TASK DIRECTIONS
Output the entries below exactly, from the first line to the line holding "use async_trait::async_trait;", both included.

··········

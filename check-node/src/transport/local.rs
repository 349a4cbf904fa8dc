//! In-process transport.
//!
//! Routes calls straight to registered runners. Allows crashing nodes and
//! slowing them down to exercise the coordinator's failure handling.
//!
//! Nodes send through their own [`LocalTransport::endpoint`], so a crashed
//! node is cut off in both directions.

use super::{NodeTransport, TransportError};
use crate::runner::{NodeRunner, RunnerError};
use async_trait::async_trait;
use check_types::{NodeId, NodeStartRequest, NodeStartResponse, NodeState};
use dashmap::{DashMap, DashSet};
use std::sync::{Arc, Weak};
use std::time::Duration;

/// In-process transport.
///
/// Runners are held weakly: dropping the last strong reference to a
/// runner makes its node unreachable, like a process exit would.
#[derive(Debug, Default, Clone)]
pub struct LocalTransport {
    inner: Arc<LocalTransportInner>,
}

#[derive(Debug, Default)]
struct LocalTransportInner {
    runners: DashMap<NodeId, Weak<NodeRunner>>,
    crashed: DashSet<NodeId>,
    latency: DashMap<NodeId, Duration>,
}

impl LocalTransport {
    /// Create an empty transport.
    pub fn new() -> Self {
        Self::default()
    }

    /// Make `runner` reachable under its node id.
    pub fn register(&self, runner: &Arc<NodeRunner>) {
        self.inner
            .runners
            .insert(runner.node_id(), Arc::downgrade(runner));
    }

    /// The transport `node` itself sends through.
    ///
    /// While `node` is crashed every call it makes fails as if the target
    /// were unreachable.
    pub fn endpoint(&self, node: NodeId) -> Arc<dyn NodeTransport> {
        Arc::new(LocalEndpoint {
            transport: self.clone(),
            from: node,
        })
    }

    /// Make `node` unreachable until [`restore`](Self::restore) is called.
    pub fn crash(&self, node: NodeId) {
        tracing::info!(node_id = %node, "Crashing node");
        self.inner.crashed.insert(node);
    }

    /// Make a crashed node reachable again.
    pub fn restore(&self, node: NodeId) {
        self.inner.crashed.remove(&node);
    }

    /// Check if `node` was crashed.
    pub fn is_crashed(&self, node: NodeId) -> bool {
        self.inner.crashed.contains(&node)
    }

    /// Delay every call addressed to `node` by `delay`.
    pub fn set_latency(&self, node: NodeId, delay: Duration) {
        self.inner.latency.insert(node, delay);
    }

    /// Remove an injected delay.
    pub fn clear_latency(&self, node: NodeId) {
        self.inner.latency.remove(&node);
    }

    async fn runner(&self, node: NodeId) -> Result<Arc<NodeRunner>, TransportError> {
        let delay = self.inner.latency.get(&node).map(|d| *d.value());
        if let Some(delay) = delay {
            tokio::time::sleep(delay).await;
        }

        if self.is_crashed(node) {
            return Err(TransportError::Unreachable(node));
        }

        self.inner
            .runners
            .get(&node)
            .and_then(|weak| weak.upgrade())
            .ok_or(TransportError::Unreachable(node))
    }
}

#[async_trait]
impl NodeTransport for LocalTransport {
    async fn start(
        &self,
        node: NodeId,
        request: NodeStartRequest,
    ) -> Result<NodeStartResponse, TransportError> {
        let runner = self.runner(node).await?;
        match runner.start(request).await {
            Ok(_) => Ok(NodeStartResponse::Accepted),
            Err(RunnerError::Busy { run_id }) => Ok(NodeStartResponse::Busy { run_id }),
            Err(e) => Err(TransportError::Remote {
                node,
                reason: e.to_string(),
            }),
        }
    }

    async fn status(&self, node: NodeId) -> Result<NodeState, TransportError> {
        let runner = self.runner(node).await?;
        Ok(runner.status().await)
    }

    async fn stop(&self, node: NodeId) -> Result<(), TransportError> {
        let runner = self.runner(node).await?;
        runner.stop().await.map_err(|e| TransportError::Remote {
            node,
            reason: e.to_string(),
        })
    }

    async fn netcheck(&self, node: NodeId, payload: &[u8]) -> Result<u64, TransportError> {
        let runner = self.runner(node).await?;
        Ok(runner.handle_netcheck(payload))
    }
}

/// One node's view of a [`LocalTransport`].
#[derive(Debug)]
struct LocalEndpoint {
    transport: LocalTransport,
    from: NodeId,
}

impl LocalEndpoint {
    fn check_alive(&self, to: NodeId) -> Result<(), TransportError> {
        if self.transport.is_crashed(self.from) {
            return Err(TransportError::Unreachable(to));
        }
        Ok(())
    }
}

#[async_trait]
impl NodeTransport for LocalEndpoint {
    async fn start(
        &self,
        node: NodeId,
        request: NodeStartRequest,
    ) -> Result<NodeStartResponse, TransportError> {
        self.check_alive(node)?;
        self.transport.start(node, request).await
    }

    async fn status(&self, node: NodeId) -> Result<NodeState, TransportError> {
        self.check_alive(node)?;
        self.transport.status(node).await
    }

    async fn stop(&self, node: NodeId) -> Result<(), TransportError> {
        self.check_alive(node)?;
        self.transport.stop(node).await
    }

    async fn netcheck(&self, node: NodeId, payload: &[u8]) -> Result<u64, TransportError> {
        self.check_alive(node)?;
        self.transport.netcheck(node, payload).await
    }
}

··········

EXPECTED ANSWER
filename check-node/src/transport/local.rs
repository 349a4cbf904fa8dc
//! In-process transport.
//!
//! Routes calls straight to registered runners. Allows crashing nodes and
//! slowing them down to exercise the coordinator's failure handling.
//!
//! Nodes send through their own [`LocalTransport::endpoint`], so a crashed
//! node is cut off in both directions.

use super::{NodeTransport, TransportError};
use crate::runner::{NodeRunner, RunnerError};
use async_trait::async_trait;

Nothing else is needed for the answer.